• [Stored data entries]:
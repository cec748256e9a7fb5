//! Supplier price breaks.
//!
//! Suppliers report volume pricing as a list of `{quantity, price}` entries,
//! but the field names and formats differ between Digi-Key, Mouser and the
//! checker's own normalisation. [`PriceBreaks::from_event_data`] folds all of
//! them into one `threshold -> unit price` map, stored as JSON
//! (`{"1": 2.0, "100": 1.5}`).

use serde::{Deserialize, Serialize};
use serde_json::Value;
use std::collections::BTreeMap;

const LIST_KEYS: [&str; 2] = ["price_breaks", "PriceBreaks"];
const QUANTITY_KEYS: [&str; 4] = ["quantity", "Quantity", "breakQuantity", "BreakQuantity"];
const PRICE_KEYS: [&str; 4] = ["price", "Price", "unitPrice", "UnitPrice"];

#[derive(Debug, Clone, Default, PartialEq, Serialize, Deserialize)]
#[serde(transparent)]
pub struct PriceBreaks(BTreeMap<u64, f64>);

impl PriceBreaks {
    pub fn new() -> Self {
        Self::default()
    }

    pub fn insert(&mut self, threshold: u64, price: f64) {
        self.0.insert(threshold, price);
    }

    pub fn is_empty(&self) -> bool {
        self.0.is_empty()
    }

    /// Normalise the price list carried by a supplier event.
    /// Entries whose quantity or price cannot be read are dropped.
    pub fn from_event_data(data: &Value) -> Self {
        let entries = LIST_KEYS
            .iter()
            .find_map(|key| data.get(*key).and_then(Value::as_array));

        let mut breaks = Self::new();
        for entry in entries.into_iter().flatten() {
            let quantity = first_field(entry, &QUANTITY_KEYS).and_then(parse_quantity);
            let price = first_field(entry, &PRICE_KEYS).and_then(parse_price);

            if let (Some(quantity), Some(price)) = (quantity, price) {
                breaks.insert(quantity, price);
            }
        }
        breaks
    }

    /// Price at the largest threshold not above `quantity`
    pub fn unit_price_at(&self, quantity: u64) -> Option<f64> {
        self.0.range(..=quantity).next_back().map(|(_, price)| *price)
    }
}

impl FromIterator<(u64, f64)> for PriceBreaks {
    fn from_iter<I: IntoIterator<Item = (u64, f64)>>(iter: I) -> Self {
        Self(iter.into_iter().collect())
    }
}

fn first_field<'a>(entry: &'a Value, keys: &[&str]) -> Option<&'a Value> {
    keys.iter()
        .filter_map(|key| entry.get(*key))
        .find(|value| !value.is_null())
}

fn parse_quantity(value: &Value) -> Option<u64> {
    match value {
        Value::Number(n) => n
            .as_u64()
            .or_else(|| n.as_f64().filter(|f| f.fract() == 0.0 && *f >= 0.0).map(|f| f as u64)),
        Value::String(s) => s.trim().replace(',', "").parse().ok(),
        _ => None,
    }
}

fn parse_price(value: &Value) -> Option<f64> {
    let price = match value {
        Value::Number(n) => n.as_f64()?,
        Value::String(s) => {
            // currency prefix and thousands separators, e.g. "US$ 1,204.10"
            let digits = s
                .trim()
                .trim_start_matches(|c: char| !(c.is_ascii_digit() || c == '.' || c == '-'))
                .replace(',', "");
            digits.trim().parse().ok()?
        }
        _ => return None,
    };

    price.is_finite().then_some(price)
}

#[cfg(test)]
mod tests {
    use super::*;
    use serde_json::json;

    #[test]
    fn test_normalises_supplier_formats() {
        let digikey = json!({
            "price_breaks": [
                {"quantity": 1, "price": "$2.00"},
                {"quantity": 100, "price": "$1.50"}
            ]
        });
        let breaks = PriceBreaks::from_event_data(&digikey);
        assert_eq!(breaks, PriceBreaks::from_iter([(1, 2.0), (100, 1.5)]));
        assert_eq!(serde_json::to_value(&breaks).unwrap(), json!({"1": 2.0, "100": 1.5}));

        let mouser = json!({
            "PriceBreaks": [
                {"Quantity": "1", "Price": "US$ 1,204.10"},
                {"BreakQuantity": 10, "UnitPrice": 0.95},
                {"breakQuantity": "1,000", "unitPrice": "0.80"}
            ]
        });
        let breaks = PriceBreaks::from_event_data(&mouser);
        assert_eq!(
            breaks,
            PriceBreaks::from_iter([(1, 1204.10), (10, 0.95), (1000, 0.80)])
        );
    }

    #[test]
    fn test_unparsable_entries_are_dropped() {
        let data = json!({
            "price_breaks": [
                {"quantity": "many", "price": "$1.00"},
                {"quantity": 5, "price": "call us"},
                {"quantity": 10},
                {"quantity": 25, "price": "$0.50"}
            ]
        });
        assert_eq!(
            PriceBreaks::from_event_data(&data),
            PriceBreaks::from_iter([(25, 0.5)])
        );
        assert!(PriceBreaks::from_event_data(&json!({"mpn": "X"})).is_empty());
    }

    #[test]
    fn test_floor_lookup() {
        let breaks = PriceBreaks::from_iter([(10, 1.0), (100, 0.8), (1000, 0.5)]);
        assert_eq!(breaks.unit_price_at(9), None);
        assert_eq!(breaks.unit_price_at(10), Some(1.0));
        assert_eq!(breaks.unit_price_at(99), Some(1.0));
        assert_eq!(breaks.unit_price_at(100), Some(0.8));
        assert_eq!(breaks.unit_price_at(1_000), Some(0.5));
        assert_eq!(breaks.unit_price_at(1_000_000), Some(0.5));
        assert_eq!(PriceBreaks::new().unit_price_at(1), None);
    }
}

• [WORK REQUEST]: Write the records out again. Each one must match exactly.

• [RESPONSE BOX]:
repository cec748256e9a7fb5
//! Supplier price breaks.
//!
//! Suppliers report volume pricing as a list of `{quantity, price}` entries,
//! but the field names and formats differ between Digi-Key, Mouser and the
//! checker's own normalisation. [`PriceBreaks::from_event_data`] folds all of
//! them into one `threshold -> unit price` map, stored as JSON
//! (`{"1": 2.0, "100": 1.5}`).

use serde::{Deserialize, Serialize};
use serde_json::Value;
use std::collections::BTreeMap;

const LIST_KEYS: [&str; 2] = ["price_breaks", "PriceBreaks"];
const QUANTITY_KEYS: [&str; 4] = ["quantity", "Quantity", "breakQuantity", "BreakQuantity"];
const PRICE_KEYS: [&str; 4] = ["price", "Price", "unitPrice", "UnitPrice"];

#[derive(Debug, Clone, Default, PartialEq, Serialize, Deserialize)]
#[serde(transparent)]
pub struct PriceBreaks(BTreeMap<u64, f64>);

impl PriceBreaks {
    pub fn new() -> Self {
        Self::default()
    }

    pub fn insert(&mut self, threshold: u64, price: f64) {
        self.0.insert(threshold, price);
    }

    pub fn is_empty(&self) -> bool {
        self.0.is_empty()
    }

    /// Normalise the price list carried by a supplier event.
    /// Entries whose quantity or price cannot be read are dropped.
    pub fn from_event_data(data: &Value) -> Self {
        let entries = LIST_KEYS
            .iter()
            .find_map(|key| data.get(*key).and_then(Value::as_array));

        let mut breaks = Self::new();
        for entry in entries.into_iter().flatten() {
            let quantity = first_field(entry, &QUANTITY_KEYS).and_then(parse_quantity);
            let price = first_field(entry, &PRICE_KEYS).and_then(parse_price);

            if let (Some(quantity), Some(price)) = (quantity, price) {
                breaks.insert(quantity, price);
            }
        }
        breaks
    }

    /// Price at the largest threshold not above `quantity`
    pub fn unit_price_at(&self, quantity: u64) -> Option<f64> {
        self.0.range(..=quantity).next_back().map(|(_, price)| *price)
    }
}

impl FromIterator<(u64, f64)> for PriceBreaks {
    fn from_iter<I: IntoIterator<Item = (u64, f64)>>(iter: I) -> Self {
        Self(iter.into_iter().collect())
    }
}

fn first_field<'a>(entry: &'a Value, keys: &[&str]) -> Option<&'a Value> {
    keys.iter()
        .filter_map(|key| entry.get(*key))
        .find(|value| !value.is_null())
}

fn parse_quantity(value: &Value) -> Option<u64> {
    match value {
        Value::Number(n) => n
            .as_u64()
            .or_else(|| n.as_f64().filter(|f| f.fract() == 0.0 && *f >= 0.0).map(|f| f as u64)),
        Value::String(s) => s.trim().replace(',', "").parse().ok(),
        _ => None,
    }
}

fn parse_price(value: &Value) -> Option<f64> {
    let price = match value {
        Value::Number(n) => n.as_f64()?,
        Value::String(s) => {
            // currency prefix and thousands separators, e.g. "US$ 1,204.10"
            let digits = s
                .trim()
                .trim_start_matches(|c: char| !(c.is_ascii_digit() || c == '.' || c == '-'))
                .replace(',', "");
            digits.trim().parse().ok()?
        }
        _ => return None,
    };

    price.is_finite().then_some(price)
}

#[cfg(test)]
mod tests {
    use super::*;
    use serde_json::json;

    #[test]
    fn test_normalises_supplier_formats() {
        let digikey = json!({
            "price_breaks": [
                {"quantity": 1, "price": "$2.00"},
                {"quantity": 100, "price": "$1.50"}
            ]
        });
        let breaks = PriceBreaks::from_event_data(&digikey);
        assert_eq!(breaks, PriceBreaks::from_iter([(1, 2.0), (100, 1.5)]));
        assert_eq!(serde_json::to_value(&breaks).unwrap(), json!({"1": 2.0, "100": 1.5}));

        let mouser = json!({
            "PriceBreaks": [
                {"Quantity": "1", "Price": "US$ 1,204.10"},
                {"BreakQuantity": 10, "UnitPrice": 0.95},
                {"breakQuantity": "1,000", "unitPrice": "0.80"}
            ]
        });
        let breaks = PriceBreaks::from_event_data(&mouser);
        assert_eq!(
            breaks,
            PriceBreaks::from_iter([(1, 1204.10), (10, 0.95), (1000, 0.80)])
        );
    }

    #[test]
    fn test_unparsable_entries_are_dropped() {
        let data = json!({
            "price_breaks": [
                {"quantity": "many", "price": "$1.00"},
                {"quantity": 5, "price": "call us"},
                {"quantity": 10},
                {"quantity": 25, "price": "$0.50"}
            ]
        });
        assert_eq!(
            PriceBreaks::from_event_data(&data),
            PriceBreaks::from_iter([(25, 0.5)])
        );
        assert!(PriceBreaks::from_event_data(&json!({"mpn": "X"})).is_empty());
    }

    #[test]
    fn test_floor_lookup() {
        let breaks = PriceBreaks::from_iter([(10, 1.0), (100, 0.8), (1000, 0.5)]);
        assert_eq!(breaks.unit_price_at(9), None);
        assert_eq!(breaks.unit_price_at(10), Some(1.0));
        assert_eq!(breaks.unit_price_at(99), Some(1.0));
        assert_eq!(breaks.unit_price_at(100), Some(0.8));
        assert_eq!(breaks.unit_price_at(1_000), Some(0.5));
        assert_eq!(breaks.unit_price_at(1_000_000), Some(0.5));
        assert_eq!(PriceBreaks::new().unit_price_at(1), None);
    }
}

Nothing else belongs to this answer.